血管内动脉瘤修复(EVAR)后 II 型内漏导致的动脉瘤生长与不良结局相关。本研究评估了 II 型内漏栓塞术在预防动脉瘤囊生长方面的长期效果。
我们回顾性分析了 2000 年至 2008 年间接受腹主动脉下段 EVAR 治疗的 II 型内漏患者的治疗结果。从内漏治疗开始,通过计算机断层扫描评估动脉瘤囊的生长或缩小情况。评估使用的栓塞材料、移植物类型、栓塞的靶血管以及并存疾病与囊生长或缩小的关系。
95 例患者共进行了 140 次栓塞治疗。EVAR 至栓塞治疗的平均时间为 26.1 ± 22.2 个月,EVAR 至治疗时动脉瘤囊的平均增大尺寸为 0.7×0.5cm。患者在 EVAR 后平均进行 1.6±0.8 次栓塞治疗。13 例患者同时栓塞了两个目标。栓塞材料包括胶(61%)、弹簧圈(29%)、胶和弹簧圈(7%)和明胶海绵(3%,辉瑞公司,纽约,NY)。无腹主动脉瘤(AAA)破裂。8 例(8.4%)患者行移植物取出和开放修复;19 例(20%)需要进行两次或以上的栓塞治疗。在停止囊扩张(>5mm)方面,处理的靶血管或使用的治疗方法没有差异。单纯弹簧圈栓塞导致更多的二次治疗。
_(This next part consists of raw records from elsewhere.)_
use crate::api::AppState;
use axum::{
    extract::{MatchedPath, Request, State},
    http::HeaderValue,
    middleware::Next,
    response::{IntoResponse, Response},
};
use std::sync::Arc;
use std::time::Instant;
use tracing::{Instrument, info, info_span};
use uuid::Uuid;

pub async fn get_metrics(State(state): State<Arc<AppState>>) -> impl IntoResponse {
    state.prometheus_handle.as_ref().map_or_else(
        || "Metrics not enabled or failed to initialize".to_string(),
        metrics_exporter_prometheus::PrometheusHandle::render,
    )
}

pub async fn logging_middleware(req: Request, next: Next) -> Response {
    let start = Instant::now();
    let request_id = Uuid::new_v4().to_string();

    let method = req.method().to_string();
    let uri = req.uri().path().to_string();

    let matched_path = req
        .extensions()
        .get::<MatchedPath>()
        .map(|mp| mp.as_str().to_string());

    let user_agent = req
        .headers()
        .get("user-agent")
        .and_then(|h| h.to_str().ok())
        .unwrap_or("unknown")
        .to_string();

    let matched_path_span = matched_path.clone();

    let span = info_span!(
        "request",
        request_id = %request_id,
        method = %method,
        path = %uri,
        route = matched_path_span,
        user_id = tracing::field::Empty,
    );

    async move {
        let response = next.run(req).await;

        let duration_ms = u64::try_from(start.elapsed().as_millis()).unwrap_or(u64::MAX);
        let status = response.status().as_u16();

        let outcome = if status >= 500 {
            "error"
        } else if status >= 400 {
            "client_error"
        } else {
            "success"
        };

        // Metrics
        // Use matched_path if available to avoid cardinality explosion
        let metrics_path = matched_path.as_deref().unwrap_or(&uri);

        let labels = [
            ("method", method.clone()),
            ("path", metrics_path.to_string()),
            ("status", status.to_string()),
        ];

        metrics::counter!("http_requests_total", &labels).increment(1);
        metrics::histogram!("http_request_duration_seconds", &labels)
            .record(start.elapsed().as_secs_f64());

        // Wide Event
        info!(
            event = "http_request_finished",
            duration_ms = duration_ms,
            status_code = status,
            user_agent = %user_agent,
            outcome = %outcome,
            "Request finished"
        );

        response
    }
    .instrument(span)
    .await
}

pub async fn security_headers_middleware(req: Request, next: Next) -> Response {
    let mut response = next.run(req).await;
    let headers = response.headers_mut();

    headers.insert(
        "x-content-type-options",
        HeaderValue::from_static("nosniff"),
    );
    headers.insert("x-frame-options", HeaderValue::from_static("DENY"));
    headers.insert(
        "referrer-policy",
        HeaderValue::from_static("strict-origin-when-cross-origin"),
    );
    // JSON API only, nothing here should ever be framed or execute scripts.
    headers.insert(
        "content-security-policy",
        HeaderValue::from_static("default-src 'none'; frame-ancestors 'none'; base-uri 'none'"),
    );

    response
}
5 年累积生存率为 65%(95%置信区间,52%-77%),移植物取出率为 89%(95%置信区间,81%-97%),二次栓塞率为 76%(95%置信区间,66%-86%),囊扩张>5mm 的比例为 44%(95%置信区间,30%-50%)。单变量分析发现,持续吸烟(风险比[HR],2.30;95%置信区间,1.02-5.13;P=0.04)与持续囊扩张相关,而高脂血症(HR,9.64;95%置信区间,2.22-41.86)与需要二次栓塞治疗的患者相关。
在 EVAR 后早期,栓塞 II 型内漏可成功预防动脉瘤囊生长和破裂。然而,仍有相当数量的患者需要进行多次治疗,在 5 年时,许多接受 II 型内漏栓塞治疗的患者仍继续出现囊生长。接受弹簧圈栓塞治疗且伴有高脂血症的患者更有可能需要进行二次栓塞治疗,而吸烟的患者在栓塞后 AAA 囊扩张的可能性更高。该队列的患者需要持续进行长期监测。